Library of America, 850 pages, $35
The appearance of a volume of Tales by the pulp fantasy author H. P. Lovecraft (1890–1937) in the Library of America has been met with unpredictable reactions, especially in conservative journals. Michael Dirda, the editor of The Washington Post Book World, enthused about it in The Weekly Standard of March 7, leading with the declaration, "No full understanding of modern literature is possible without taking [Lovecraft] into account."
John J. Miller, the otherwise perspicacious contributor to National Review, wrote in The Wall Street Journal of March 15, describing Lovecraft's stories as "strangely engrossing ... contain[ing] many elements that will be familiar to fans of The Da Vinci Code." Should we expect that some day Dan Brown's absurd, offensive pastiche of Catholic theology and history will also find a place in the Library of America—which was conceived as an American equivalent of the French Pléiade, and includes works of Washington, Jefferson, Lincoln, Grant, and Sherman, as well as our outstanding literary stylists?
Regrettably, it was left to Laura Miller, of Salon.com, to point out the ultimate scandal of Lovecraft's choice for inclusion in the distinguished series. Miss Miller noted that Edmund Wilson, who should need no introduction, branded Lovecraft a "hack" guilty of "bad taste and bad art"—but also that no work of Wilson, one of our most important authors, is to be found on the Library of America's roster.
Who was Howard Phillips Lovecraft? An underemployed recluse who lived in Providence, Rhode Island, he invented an alternative cosmology inhabited by gigantic, malign, and incomprehensible creatures with crudely invented names like Cthulhu and Yog-Sothoth, which are said to have preceded life as we know it in tenancy on earth. In addition, the exemplars of the "Cthulhu Mythos" are responsible for architectural and other technological artifacts beyond the understanding of any human being, and have the bad habit of interfering with human life in mysterious but frightening ways.

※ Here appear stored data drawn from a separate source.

//! # tumble-solver
//!
//! Everything the rolling body brings into a tick: its tuning, its state and
//! the player's intent.
//!
//! ## Key Types
//!
//! - [`BodyConfig`]: Friction, acceleration and bounce tuning of the body
//! - [`PhysicsProfile`] / [`ProfileTuning`]: Named tuning profiles and the
//!   explicit behaviour flags each one resolves to
//! - [`SimConfig`]: Tick length, profile and body config, loadable from TOML
//! - [`BodyState`]: Position, velocity, angular velocity and mode flags
//! - [`ControlInput`] / [`MoveAxes`]: Move intent and the cached camera axes
//!   it is expressed in

pub mod config;
pub mod control;
pub mod profile;
pub mod state;

pub use config::{BodyConfig, Modifiers, SimConfig};
pub use control::{compute_move_forces, ControlInput, MoveAxes, MoveForces};
pub use profile::{PhysicsProfile, ProfileTuning, Termination};
pub use state::{BodyState, ModeFlags};
//! Error types for the tumble physics core.
//!
//! Physics degeneracies (parallel planes, negative discriminants, iteration
//! caps) are never errors; they are handled as control flow inside the
//! solver. Errors only come out of construction and validation boundaries.

use thiserror::Error;

/// Unified error type for the tumble workspace.
#[derive(Debug, Error)]
pub enum TumbleError {
    /// Configuration value is out of its valid range.
    #[error("Invalid configuration: {0}")]
    InvalidConfig(String),

    /// Polygon data is malformed (too few vertices, zero area, bad index).
    #[error("Invalid geometry: {0}")]
    InvalidGeometry(String),

    /// Scene description is inconsistent.
    #[error("Invalid scene: {0}")]
    InvalidScene(String),

    /// A physics profile name did not match any known profile.
    #[error("Unknown physics profile: {0}")]
    UnknownProfile(String),

    /// A material name is not registered.
    #[error("Unknown material: {0}")]
    UnknownMaterial(String),

    /// I/O operation failed.
    #[error("I/O error: {0}")]
    Io(#[from] std::io::Error),

    /// Serialization/deserialization failure.
    #[error("Serialization error: {0}")]
    Serialization(String),
}

/// Convenience alias for `Result<T, TumbleError>`.
pub type TumbleResult<T> = Result<T, TumbleError>;
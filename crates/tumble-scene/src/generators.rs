//! Procedural geometry for tests and benchmarks.
//!
//! Every generator returns counter-clockwise convex polygons whose normals
//! point out of the solid.

use glam::DVec3;

/// Axis-aligned square in the XY plane at height `z`, facing +Z.
///
/// # Example
/// ```
/// use tumble_scene::generators::floor_quad;
/// let quad = floor_quad(10.0, 0.0);
/// assert_eq!(quad.len(), 4);
/// ```
pub fn floor_quad(size: f64, z: f64) -> Vec<DVec3> {
    let h = size * 0.5;
    vec![
        DVec3::new(-h, -h, z),
        DVec3::new(h, -h, z),
        DVec3::new(h, h, z),
        DVec3::new(-h, h, z),
    ]
}

/// The same square split into two triangles sharing the diagonal
/// `(-h, -h) → (h, h)`.
pub fn floor_triangles(size: f64, z: f64) -> Vec<Vec<DVec3>> {
    let h = size * 0.5;
    let a = DVec3::new(-h, -h, z);
    let b = DVec3::new(h, -h, z);
    let c = DVec3::new(h, h, z);
    let d = DVec3::new(-h, h, z);
    vec![vec![a, b, c], vec![a, c, d]]
}

/// Six outward-facing faces of an axis-aligned box.
pub fn box_faces(min: DVec3, max: DVec3) -> Vec<Vec<DVec3>> {
    let p = |x: f64, y: f64, z: f64| DVec3::new(x, y, z);
    let (x0, y0, z0) = (min.x, min.y, min.z);
    let (x1, y1, z1) = (max.x, max.y, max.z);
    vec![
        // +Z
        vec![p(x0, y0, z1), p(x1, y0, z1), p(x1, y1, z1), p(x0, y1, z1)],
        // -Z
        vec![p(x0, y0, z0), p(x0, y1, z0), p(x1, y1, z0), p(x1, y0, z0)],
        // +X
        vec![p(x1, y0, z0), p(x1, y1, z0), p(x1, y1, z1), p(x1, y0, z1)],
        // -X
        vec![p(x0, y0, z0), p(x0, y0, z1), p(x0, y1, z1), p(x0, y1, z0)],
        // +Y
        vec![p(x0, y1, z0), p(x0, y1, z1), p(x1, y1, z1), p(x1, y1, z0)],
        // -Y
        vec![p(x0, y0, z0), p(x1, y0, z0), p(x1, y0, z1), p(x0, y0, z1)],
    ]
}

/// Ramp rising along +X by `rise` over `length`, `width` wide, starting at
/// the origin.
pub fn ramp(length: f64, width: f64, rise: f64) -> Vec<DVec3> {
    let hw = width * 0.5;
    vec![
        DVec3::new(0.0, -hw, 0.0),
        DVec3::new(length, -hw, rise),
        DVec3::new(length, hw, rise),
        DVec3::new(0.0, hw, 0.0),
    ]
}

/// Vertical wall facing `-X` at `x`, spanning `y` in `[-half, half]` and `z`
/// in `[0, height]`.
pub fn wall_facing_neg_x(x: f64, half: f64, height: f64) -> Vec<DVec3> {
    vec![
        DVec3::new(x, -half, 0.0),
        DVec3::new(x, -half, height),
        DVec3::new(x, half, height),
        DVec3::new(x, half, 0.0),
    ]
}
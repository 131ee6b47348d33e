//! External accelerations acting on the body before contact response.

use glam::DVec3;
use tumble_scene::GeometrySource;
use tumble_solver::{BodyConfig, BodyState, ControlInput, Modifiers, MoveAxes};
use tumble_types::constants;

use crate::contact::Contact;

/// Gravity, force fields, force materials and air control, as an
/// acceleration.
///
/// With movement disabled the only force is a linear drag that bleeds off
/// velocity. Force materials push along the averaged normal of every contact
/// that carries a force, with the magnitude of the last one found.
#[allow(clippy::too_many_arguments)]
pub fn external_forces(
    body: &BodyState,
    contacts: &[Contact],
    config: &BodyConfig,
    modifiers: &Modifiers,
    input: &ControlInput,
    axes: &mut MoveAxes,
    source: &dyn GeometrySource,
    step: f64,
) -> DVec3 {
    if !body.mode.movement_enabled {
        return body.velocity * -constants::DISABLED_DRAG;
    }

    let mut acceleration = body.gravity_dir * config.gravity * modifiers.gravity_scale;
    acceleration += source.force_at(body.position, config.max_force_radius) / body.mass;

    let mut pushing = 0_u32;
    let mut push_normal = DVec3::ZERO;
    let mut push_force = 0.0;
    for contact in contacts.iter().filter(|c| c.force != 0.0) {
        pushing += 1;
        push_normal += contact.normal;
        push_force = contact.force;
    }
    if pushing > 0 {
        let push_normal = push_normal.normalize_or_zero();
        let mut per_mass = push_force / body.mass;
        let outward = body.velocity.dot(push_normal);
        if per_mass > outward {
            if outward > 0.0 {
                per_mass -= outward;
            }
            acceleration += push_normal * (per_mass / step);
        }
    }

    if contacts.is_empty() && !body.mode.axis_restricted {
        let (side, motion, _) = axes.get(input.yaw, input.pitch, body.gravity_dir);
        let steer = side * input.move_x + motion * input.move_y;
        acceleration += steer * modifiers.air_acceleration(config);
    }

    acceleration
}
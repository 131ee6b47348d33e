//! The per-tick step integrator.
//!
//! [`StepIntegrator::advance`] runs one fixed tick for one body: it gathers
//! the platform working set, then loops over bounded sub-steps of
//! contacts → cancellation → forces → integration → swept motion, and
//! finally restores every platform it touched.
//!
//! All caches (geometry query, move axes, best and last contact) live in the
//! integrator, so each simultaneously simulated body owns its own.

use glam::DVec3;
use serde::{Deserialize, Serialize};
use tumble_math::Aabb;
use tumble_scene::{GeometrySource, ObjectMask, QueryResult};
use tumble_solver::{
    compute_move_forces, BodyState, ControlInput, MoveAxes, ProfileTuning, SimConfig, Termination,
};
use tumble_telemetry::{EventKind, PhysicsEvent};
use tumble_types::{constants, TumbleResult};

use crate::cache::QueryCache;
use crate::contact::{Contact, ContactSource, ImpactContact};
use crate::forces::external_forces;
use crate::manifold::{contact_bounds, find_contacts};
use crate::platforms::{first_platform_intersect, WorkingSet};
use crate::response::{apply_contact_forces, velocity_cancel, CancelFlags, ResponseContext};
use crate::sweep::{test_move, SweptSphere};

/// First mid-tick impact, for render interpolation.
#[derive(Debug, Clone, Copy, PartialEq, Serialize, Deserialize)]
pub struct MovePathSample {
    pub position: DVec3,
    /// Fraction of the tick elapsed at the impact, in `(0, 1]`.
    pub fraction: f64,
}

/// Result of one tick.
#[derive(Debug, Clone, PartialEq)]
pub struct TickOutcome {
    /// Tick number this outcome belongs to.
    pub tick: u64,
    pub substeps: u32,
    /// Tick time actually simulated.
    pub consumed: f64,
    /// Tick time left when a cap stopped the loop.
    pub remaining: f64,
    /// Fraction of the tick spent touching something.
    pub contact_fraction: f64,
    /// Slip speed left at the support contact.
    pub slip: f64,
    pub first_impact: Option<MovePathSample>,
    /// Previous minus new position.
    pub delta: DVec3,
    /// Contacts in the last manifold of the tick.
    pub contact_count: usize,
    /// Most cancellation passes any single call needed.
    pub max_cancel_passes: u32,
    pub events: Vec<PhysicsEvent>,
}

impl TickOutcome {
    /// True when a cap stopped the tick with time left.
    pub fn truncated(&self) -> bool {
        self.remaining > 0.0
    }
}

/// Advances one body through fixed ticks.
#[derive(Debug, Clone)]
pub struct StepIntegrator {
    config: SimConfig,
    tuning: ProfileTuning,
    cache: QueryCache,
    axes: MoveAxes,
    contacts: Vec<Contact>,
    best_contact: Option<Contact>,
    last_contact: Option<ImpactContact>,
    working_set: WorkingSet,
    scratch: QueryResult,
    tick: u64,
}

impl StepIntegrator {
    /// Creates an integrator after validating `config`.
    pub fn new(config: SimConfig) -> TumbleResult<Self> {
        config.validate()?;
        let tuning = config.profile.tuning();
        Ok(Self {
            config,
            tuning,
            cache: QueryCache::new(),
            axes: MoveAxes::new(),
            contacts: Vec::new(),
            best_contact: None,
            last_contact: None,
            working_set: WorkingSet::new(),
            scratch: QueryResult::default(),
            tick: 0,
        })
    }

    /// Turns the geometry query cache on or off. Results do not change.
    pub fn with_query_cache(mut self, enabled: bool) -> Self {
        self.cache = if enabled {
            QueryCache::new()
        } else {
            QueryCache::disabled()
        };
        self
    }

    pub fn config(&self) -> &SimConfig {
        &self.config
    }

    pub fn tuning(&self) -> &ProfileTuning {
        &self.tuning
    }

    /// Contacts of the most recent manifold build.
    pub fn contacts(&self) -> &[Contact] {
        &self.contacts
    }

    /// Support contact chosen most recently while movement was enabled.
    pub fn best_contact(&self) -> Option<&Contact> {
        self.best_contact.as_ref()
    }

    /// Contact of the most recent swept impact.
    pub fn last_contact(&self) -> Option<&ImpactContact> {
        self.last_contact.as_ref()
    }

    /// Ticks run so far.
    pub fn ticks(&self) -> u64 {
        self.tick
    }

    /// Geometry queries issued since the last call.
    pub fn take_query_count(&mut self) -> u32 {
        let count = self.cache.refreshes();
        self.cache.reset_counter();
        count
    }

    /// Rebuilds the manifold at the body's current position.
    pub fn refresh_contacts(
        &mut self,
        body: &BodyState,
        source: &dyn GeometrySource,
    ) -> &[Contact] {
        let mut ignored = Vec::new();
        self.build_manifold(body, source, &mut ignored);
        &self.contacts
    }

    fn build_manifold(&mut self, body: &BodyState, source: &dyn GeometrySource, events: &mut Vec<EventKind>) {
        let bounds = contact_bounds(body.position, body.radius);
        let candidates = self.cache.fetch(
            source,
            &bounds,
            ObjectMask::COLLISION,
            true,
            Some(body.id),
            !self.working_set.is_empty(),
        );
        find_contacts(
            candidates,
            source,
            body.position,
            body.radius,
            body.velocity,
            self.tuning.clip_independent,
            &mut self.contacts,
            events,
        );
    }

    /// Runs one tick of `config.tick` seconds.
    ///
    /// The body's mass is re-derived from the config and the active
    /// modifiers first. Position, velocity and angular velocity are committed
    /// at the end. Every platform in the working set is back in its pre-tick
    /// state on return.
    pub fn advance(
        &mut self,
        body: &mut BodyState,
        input: &ControlInput,
        source: &mut dyn GeometrySource,
    ) -> TickOutcome {
        let dt = self.config.tick;
        let tick = self.tick;
        let mut kinds = vec![EventKind::TickBegin { dt }];

        self.axes.invalidate();
        body.apply_modifiers(&self.config.body, &self.config.modifiers);
        body.prev_position = body.position;
        let start = body.position;

        let velocity_reach = body.velocity * dt * constants::TICK_BOX_VELOCITY_SCALE;
        let tick_box = Aabb::around_sphere(body.position, body.radius)
            .swept(velocity_reach)
            .inflated(dt * constants::TICK_BOX_SLACK_RATE);
        self.working_set.gather(source, &tick_box, dt);

        self.cache.invalidate();
        if self.working_set.is_empty() {
            self.cache.fetch(&*source, &tick_box, ObjectMask::COLLISION, false, Some(body.id), false);
        }

        let config = self.config.clone();
        let tuning = self.tuning;
        let ctx = ResponseContext {
            config: &config.body,
            tuning: &tuning,
            modifiers: &config.modifiers,
        };

        let mut remaining = dt;
        let mut substeps = 0_u32;
        let mut contact_time = 0.0;
        let mut slip = 0.0;
        let mut max_cancel_passes = 0;
        let mut first_impact = None;
        let mut flags = CancelFlags::default();

        loop {
            if remaining == 0.0 {
                break;
            }
            if substeps >= config.body.substep_cap {
                tracing::warn!(tick, substeps, remaining, "sub-step safety cap reached");
                kinds.push(EventKind::SubstepCapReached { remaining });
                break;
            }
            if let Termination::IterationCap(cap) = tuning.termination {
                if substeps >= cap {
                    tracing::debug!(tick, substeps, remaining, "profile iteration cap reached");
                    kinds.push(EventKind::SubstepCapReached { remaining });
                    break;
                }
            }

            let step = remaining.min(config.body.max_substep);
            let moves = compute_move_forces(body, &config.body, &tuning, input, &mut self.axes);

            self.build_manifold(body, &*source, &mut kinds);

            flags.stopped_paths = false;
            let report = velocity_cancel(
                body,
                &mut self.contacts,
                &ctx,
                moves.is_centered,
                false,
                &mut flags,
                self.working_set.ids(),
                source,
                &mut kinds,
            );
            max_cancel_passes = max_cancel_passes.max(report.passes);

            let mut linear = external_forces(
                body,
                &self.contacts,
                &config.body,
                &config.modifiers,
                input,
                &mut self.axes,
                &*source,
                step,
            );
            let mut angular = DVec3::ZERO;
            let forces = apply_contact_forces(
                body,
                &mut self.contacts,
                &mut self.best_contact,
                &ctx,
                input,
                &moves,
                step,
                &mut linear,
                &mut angular,
                &mut kinds,
            );
            if let Some(s) = forces.slip {
                slip = s;
            }

            body.velocity += linear * step;
            body.omega += angular * step;

            if body.mode.axis_restricted {
                body.velocity = if tuning.restrict_keeps_vertical {
                    body.gravity_dir * body.velocity.dot(body.gravity_dir)
                } else {
                    DVec3::ZERO
                };
            }

            let report = velocity_cancel(
                body,
                &mut self.contacts,
                &ctx,
                moves.is_centered,
                true,
                &mut flags,
                self.working_set.ids(),
                source,
                &mut kinds,
            );
            max_cancel_passes = max_cancel_passes.max(report.passes);

            let mut move_time = step;
            first_platform_intersect(
                &self.working_set,
                &*source,
                body.position,
                body.velocity,
                body.radius,
                &self.contacts,
                &mut move_time,
                &mut self.scratch,
            );

            let sphere = SweptSphere {
                position: body.position,
                velocity: body.velocity,
                radius: body.radius,
                budget: move_time,
            };
            let outcome = test_move(
                &mut self.cache,
                &*source,
                &sphere,
                ObjectMask::COLLISION,
                false,
                Some(body.id),
                !self.working_set.is_empty(),
            );
            body.position = outcome.position;
            move_time = outcome.time;
            if let Some(impact) = outcome.impact {
                if let ContactSource::Static { object, shape: true } = impact.source {
                    kinds.push(EventKind::SurfaceCollision {
                        object: object.0,
                        material: impact.material.map(|m| m.0),
                        relative_velocity: body.velocity.to_array(),
                    });
                }
                self.last_contact = Some(impact);
            }

            if first_impact.is_none()
                && step * 0.99 > move_time
                && move_time > 0.001000000047497451
            {
                first_impact = Some(MovePathSample {
                    position: body.position,
                    fraction: (dt - remaining + move_time) / dt,
                });
            }

            let mut consumed = step;
            if step != move_time {
                let unspent = step - move_time;
                body.velocity -= linear * unspent;
                body.omega -= angular * unspent;
                consumed = move_time;
            }

            if !self.contacts.is_empty() {
                contact_time += consumed;
            }
            remaining -= consumed;

            self.working_set.sync(source, dt - remaining);
            substeps += 1;
        }

        self.working_set.release(source);

        let contact_fraction = contact_time / dt;
        kinds.push(EventKind::TickEnd {
            substeps,
            contact_fraction,
            slip,
        });
        tracing::trace!(tick, substeps, contact_fraction, "tick complete");

        self.tick += 1;
        TickOutcome {
            tick,
            substeps,
            consumed: dt - remaining,
            remaining,
            contact_fraction,
            slip,
            first_impact,
            delta: start - body.position,
            contact_count: self.contacts.len(),
            max_cancel_passes,
            events: kinds
                .into_iter()
                .map(|kind| PhysicsEvent::new(tick, kind))
                .collect(),
        }
    }
}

Subtle Lovecraft was not; he never used one word when a score suggested themselves to him. His stories always evince overwriting of a kind that disappeared with the pulp genre in which it flourished. A victim of Lovecraftian monstrosity is described, in his story "The Lurking Fear," as "lost in infinitely abysmal earth; pawing, twisting, wheezing; scrambling madly through sunken convolutions of immemorial blackness."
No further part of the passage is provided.